When Kendi started the Antiracist Research and Policy Center, he had to contend with racist attacks such as a White man hanging Confederate flags throughout campus. In addition, his own health was failing. A doctor’s visit revealed he had Stage 4 colon cancer. In reflecting on his diagnosis, he realizes his denial about his health circumstances was very much like the way the world denied racism. He describes racism as a “metastatic cancer” (234) spreading throughout history with dire consequences. To deny its effects is “suicidal” (234).

Despite his diagnosis, Kendi eventually became determined to fight and pursued rigorous treatment. After much fighting, he was cancer-free. Kendi compares his ability to survive cancer to the fight to end racism, declaring, “[w]e can survive metastatic racism” (237). He suggests that Americans end racism the same way they treat cancer with “the chemotherapy or immunotherapy of antiracist policies that shrink the tumors of racial inequities, that kill undetectable cancer cells” (237). While he has witnessed so much racist violence in his lifetime, he has little hope that racism can be cured, but he knows that hope is important for the world to have “a chance to be forever free” (238).

Chapters 16-18 Analysis

These concluding chapters grapple with some of the most challenging experiences of Kendi’s life to offer a powerful metaphor for racism. Kendi’s struggles with cancer, within his family and in his own body, led him to believe that cancer is the most apt comparison for how racism operates. Ironically, he once challenged Boyce Watkins when the finance scholar used this metaphor, and though he felt strongly that Watkins’s description of racism as a disease was misplaced, his personal dealings with it reveals a deeper understanding of how cancer manifests and spreads. He believes that racism is like “metastatic cancer” (234) which is a form of cancer that spreads from one region of the body to another, in the same way history repeats and causes further harm over time. He argues the denial of racism’s cancerous effect is detrimental to the fate of Black people.

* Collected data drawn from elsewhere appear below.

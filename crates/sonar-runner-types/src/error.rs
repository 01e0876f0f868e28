use std::fmt;

/// Result type for sonar-runner-types operations
pub type Result<T> = std::result::Result<T, Error>;

/// Error types that can occur in the types layer
#[derive(Debug)]
pub enum Error {
    /// Server URL could not be used as a base URL
    InvalidServerUrl(String),

    /// Log level name not recognized
    InvalidLogLevel(String),
}

impl fmt::Display for Error {
    fn fmt(&self, f: &mut fmt::Formatter<'_>) -> fmt::Result {
        match self {
            Error::InvalidServerUrl(url) => write!(f, "Invalid server URL: '{}'", url),
            Error::InvalidLogLevel(level) => write!(f, "Unknown log level: '{}'", level),
        }
    }
}

impl std::error::Error for Error {}
use crate::args::Cli;
use crate::console::ConsoleSink;
use anyhow::{Context, Result};
use sonar_runner_core::ResolverInput;
use sonar_runner_runtime::Orchestrator;
use sonar_runner_types::{LogLevel, Logs, keys};
use std::path::PathBuf;

/// Run one analysis session and return the process exit status.
pub fn run(cli: Cli) -> Result<i32> {
    let current_dir = std::env::current_dir().context("Unable to read the current directory")?;
    let input = build_input(&cli, current_dir);

    let mut logs = Logs::new(ConsoleSink::detect()).with_level(initial_level(&cli));

    // The engine shares our process group and receives the interrupt itself;
    // staying alive lets the run finish reporting once it exits.
    ctrlc::set_handler(|| {}).context("Unable to install the interrupt handler")?;

    logs.info(format!("sonar-runner {}", env!("CARGO_PKG_VERSION")));
    logs.info(format!(
        "{} {} ({} cpus)",
        std::env::consts::OS,
        std::env::consts::ARCH,
        std::thread::available_parallelism().map_or(1, |n| n.get())
    ));
    if cli.debug {
        logs.info("Debug mode is on");
    }

    let orchestrator = Orchestrator::with_defaults()?;
    let outcome = orchestrator.run(&input, &mut logs);

    Ok(outcome.exit_code())
}

/// Turn the command line into resolver input. Shorthand flags win over `-D`.
pub fn build_input(cli: &Cli, current_dir: PathBuf) -> ResolverInput {
    let mut input = ResolverInput::new(current_dir);

    for (key, value) in &cli.define {
        input.overrides.insert(key.as_str(), value.as_str());
    }
    if let Some(level) = cli.log_level {
        input.overrides.insert(keys::LOG_LEVEL, level.to_string());
    }
    if cli.debug {
        input.overrides.insert(keys::VERBOSE, "true");
    }
    if let Some(engine) = &cli.engine {
        input.overrides.insert(keys::ENGINE, engine.as_str());
    }
    if let Some(dir) = &cli.project_dir {
        input
            .overrides
            .insert(keys::PROJECT_BASE_DIR, dir.to_string_lossy());
    }

    input
}

fn initial_level(cli: &Cli) -> LogLevel {
    if cli.debug {
        LogLevel::Debug
    } else {
        cli.log_level.map(LogLevel::from).unwrap_or(LogLevel::Info)
    }
}
use crate::ServerUrl;
use std::fmt;

/// Terminal classification of a session.
#[derive(Debug, Clone, PartialEq, Eq)]
pub enum RunOutcome {
    Success,

    /// The engine reported a failure; the message is its own diagnostic
    AnalysisFailure(String),

    /// The analysis server could not be reached
    ConnectivityFailure(ServerUrl),

    /// The project or runner configuration is unusable
    ConfigurationFailure(String),
}

impl RunOutcome {
    /// Process exit status for this outcome. Only zero vs. non-zero is stable.
    pub fn exit_code(&self) -> i32 {
        match self {
            RunOutcome::Success => 0,
            RunOutcome::AnalysisFailure(_) => 1,
            RunOutcome::ConfigurationFailure(_) => 2,
            RunOutcome::ConnectivityFailure(_) => 3,
        }
    }

    pub fn is_success(&self) -> bool {
        matches!(self, RunOutcome::Success)
    }

    /// The single diagnostic line reported for a failure.
    pub fn diagnostic(&self) -> Option<String> {
        match self {
            RunOutcome::Success => None,
            RunOutcome::AnalysisFailure(message) => Some(message.clone()),
            RunOutcome::ConnectivityFailure(url) => {
                Some(format!("Sonar server '{}' can not be reached", url))
            }
            RunOutcome::ConfigurationFailure(reason) => Some(reason.clone()),
        }
    }
}

impl fmt::Display for RunOutcome {
    fn fmt(&self, f: &mut fmt::Formatter<'_>) -> fmt::Result {
        match self.diagnostic() {
            None => write!(f, "success"),
            Some(message) => write!(f, "{}", message),
        }
    }
}
use std::fmt;

/// Result type for sonar-runner-runtime operations
pub type Result<T> = std::result::Result<T, Error>;

/// Error types that can occur while launching a session
#[derive(Debug)]
pub enum Error {
    /// IO operation failed
    Io(std::io::Error),

    /// The engine process could not be started
    Spawn { command: String, source: std::io::Error },

    /// HTTP client could not be built
    Http(reqwest::Error),
}

impl fmt::Display for Error {
    fn fmt(&self, f: &mut fmt::Formatter<'_>) -> fmt::Result {
        match self {
            Error::Io(err) => write!(f, "IO error: {}", err),
            Error::Spawn { command, source } => {
                write!(f, "Unable to start analysis engine '{}': {}", command, source)
            }
            Error::Http(err) => write!(f, "HTTP client error: {}", err),
        }
    }
}

impl std::error::Error for Error {
    fn source(&self) -> Option<&(dyn std::error::Error + 'static)> {
        match self {
            Error::Io(err) => Some(err),
            Error::Spawn { source, .. } => Some(source),
            Error::Http(err) => Some(err),
        }
    }
}

impl From<std::io::Error> for Error {
    fn from(err: std::io::Error) -> Self {
        Error::Io(err)
    }
}

impl From<reqwest::Error> for Error {
    fn from(err: reqwest::Error) -> Self {
        Error::Http(err)
    }
}
//! Minimal HTTP responder bound to the loopback interface.
//!
//! Answers every request with the same status and body and records the
//! request paths, which is all the runner's connectivity probe needs.

use std::io::{BufRead, BufReader, Write};
use std::net::{SocketAddr, TcpListener, TcpStream};
use std::sync::atomic::{AtomicBool, Ordering};
use std::sync::{Arc, Mutex};
use std::thread::JoinHandle;
use std::time::Duration;

pub struct FakeServer {
    addr: SocketAddr,
    requests: Arc<Mutex<Vec<String>>>,
    shutdown: Arc<AtomicBool>,
    handle: Option<JoinHandle<()>>,
}

impl FakeServer {
    /// Start a server answering `200 OK` with a version string.
    pub fn start() -> Self {
        Self::with_status(200, "5.6")
    }

    /// Start a server answering every request with `status`.
    pub fn with_status(status: u16, body: &str) -> Self {
        let listener = TcpListener::bind("127.0.0.1:0").expect("Failed to bind loopback port");
        let addr = listener.local_addr().expect("Failed to read local address");
        let requests = Arc::new(Mutex::new(Vec::new()));
        let shutdown = Arc::new(AtomicBool::new(false));

        let response = format!(
            "HTTP/1.1 {} {}\r\nContent-Type: text/plain\r\nContent-Length: {}\r\nConnection: close\r\n\r\n{}",
            status,
            reason_phrase(status),
            body.len(),
            body
        );

        let thread_requests = Arc::clone(&requests);
        let thread_shutdown = Arc::clone(&shutdown);
        let handle = std::thread::Builder::new()
            .name("fake-server".to_string())
            .spawn(move || {
                for stream in listener.incoming() {
                    if thread_shutdown.load(Ordering::SeqCst) {
                        break;
                    }
                    if let Ok(stream) = stream {
                        serve(stream, &response, &thread_requests);
                    }
                }
            })
            .expect("Failed to spawn fake server thread");

        Self {
            addr,
            requests,
            shutdown,
            handle: Some(handle),
        }
    }

    /// Base URL of the server, without a trailing slash.
    pub fn url(&self) -> String {
        format!("http://{}", self.addr)
    }

    /// Paths of the requests received so far.
    pub fn requests(&self) -> Vec<String> {
        self.requests
            .lock()
            .map(|requests| requests.clone())
            .unwrap_or_default()
    }

    pub fn request_count(&self) -> usize {
        self.requests().len()
    }
}

impl Drop for FakeServer {
    fn drop(&mut self) {
        self.shutdown.store(true, Ordering::SeqCst);
        // Wake the accept loop so it observes the flag.
        let _ = TcpStream::connect_timeout(&self.addr, Duration::from_millis(200));
        if let Some(handle) = self.handle.take() {
            let _ = handle.join();
        }
    }
}

fn serve(mut stream: TcpStream, response: &str, requests: &Mutex<Vec<String>>) {
    let _ = stream.set_read_timeout(Some(Duration::from_secs(5)));
    let mut reader = match stream.try_clone() {
        Ok(clone) => BufReader::new(clone),
        Err(_) => return,
    };

    let mut request_line = String::new();
    if reader.read_line(&mut request_line).unwrap_or(0) == 0 {
        return;
    }

    // Drain headers up to the blank line.
    let mut header = String::new();
    while reader.read_line(&mut header).unwrap_or(0) > 0 {
        if header == "\r\n" || header == "\n" {
            break;
        }
        header.clear();
    }

    if let Some(path) = request_line.split_whitespace().nth(1)
        && let Ok(mut requests) = requests.lock()
    {
        requests.push(path.to_string());
    }

    let _ = stream.write_all(response.as_bytes());
    let _ = stream.flush();
}

fn reason_phrase(status: u16) -> &'static str {
    match status {
        200 => "OK",
        401 => "Unauthorized",
        404 => "Not Found",
        500 => "Internal Server Error",
        502 => "Bad Gateway",
        503 => "Service Unavailable",
        504 => "Gateway Timeout",
        _ => "Unknown",
    }
}

/// A loopback URL nothing listens on.
pub fn unreachable_url() -> String {
    let listener = TcpListener::bind("127.0.0.1:0").expect("Failed to bind loopback port");
    let addr = listener.local_addr().expect("Failed to read local address");
    drop(listener);
    format!("http://{}", addr)
}
mod args;
mod commands;
pub mod console;

pub use args::{Cli, LogLevelArg};
pub use commands::{build_input, run};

While these chapters take on a noticeably graver tone, Kendi’s concluding thoughts on racism and cancer are also tentative in their hopefulness. He believes that racism, like cancer, is both “terminal and curable,” which presents an interesting bind for the pursuit of antiracist policies in his life’s work. He also believes racism will not likely end and yet the loss of hope for its end would lead to something far more devastating. That Kendi and his wife both survived their cancer struggles suggests that hope for healing is necessary for any chance of treatment—even if the chances are slim. His narrative of his survival offers some hope that racism, too, can be “cured.”

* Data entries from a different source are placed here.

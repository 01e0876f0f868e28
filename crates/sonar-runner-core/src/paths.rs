use crate::{Error, Result};
use std::path::{Path, PathBuf};

/// File looked up in the project base directory when `project.settings` is unset
pub const PROJECT_SETTINGS_FILE: &str = "sonar-project.properties";

/// Expand tilde (~) in paths to the user's home directory
pub fn expand_tilde(path: &str) -> PathBuf {
    if let Some(stripped) = path.strip_prefix("~/")
        && let Some(home) = std::env::var_os("HOME")
    {
        return PathBuf::from(home).join(stripped);
    }
    PathBuf::from(path)
}

/// Resolve a configured path: absolute paths are kept, relative ones are joined to `base`.
pub fn resolve_against(base: &Path, configured: &str) -> PathBuf {
    let expanded = expand_tilde(configured.trim());
    if expanded.is_absolute() {
        expanded
    } else {
        base.join(expanded)
    }
}

/// Resolve the runner configuration file based on priority:
/// 1. Explicit path (`runner.settings` property)
/// 2. `<config dir>/sonar-runner/config.toml`
/// 3. `$HOME/.sonar-runner/config.toml`
///
/// Returns the path and whether it was explicitly requested.
pub fn resolve_runner_settings(explicit: Option<&str>, cwd: &Path) -> Result<(PathBuf, bool)> {
    // Priority 1: Explicit path
    if let Some(path) = explicit {
        return Ok((resolve_against(cwd, path), true));
    }

    // Priority 2: platform configuration directory
    if let Some(config_dir) = dirs::config_dir() {
        return Ok((config_dir.join("sonar-runner").join("config.toml"), false));
    }

    if let Some(home) = std::env::var_os("HOME") {
        return Ok((PathBuf::from(home).join(".sonar-runner").join("config.toml"), false));
    }

    Err(Error::Configuration(
        "Could not locate the runner configuration: no HOME directory or configuration directory found"
            .to_string(),
    ))
}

This uneasy relationship between a commitment to antiracist work and hopefulness is a key theme across a number of works by antiracist writers. For example, in 2015, shortly after the publication of Between the World and Me, Atlantic editor-in-chief James Bennet asked Ta-Nehisi Coates if he had hope that America will ever overcome racism. Of slaves whose parents and grandparents were slaves, and who had every reason to believe their children and grandchildren would be too, Coates said, “There was no real hope within their individual life span of ending enslavement—the most brutal form of degradation in this country’s history. There was nothing in their life that said, ‘This will end in my lifetime. I will see the end of this.’ And they struggled. And they resisted.” (“In Conversation with Ta-Nehisi Coates. The Atlantic, 16 Oct. 2015, www.theatlantic.com/video/index/410815/in-conversation-with-ta-nehisi-coates/.) Thus, both Coates and Kendi believe in the importance of resistance, even when the evidence suggests there is little reason for optimism.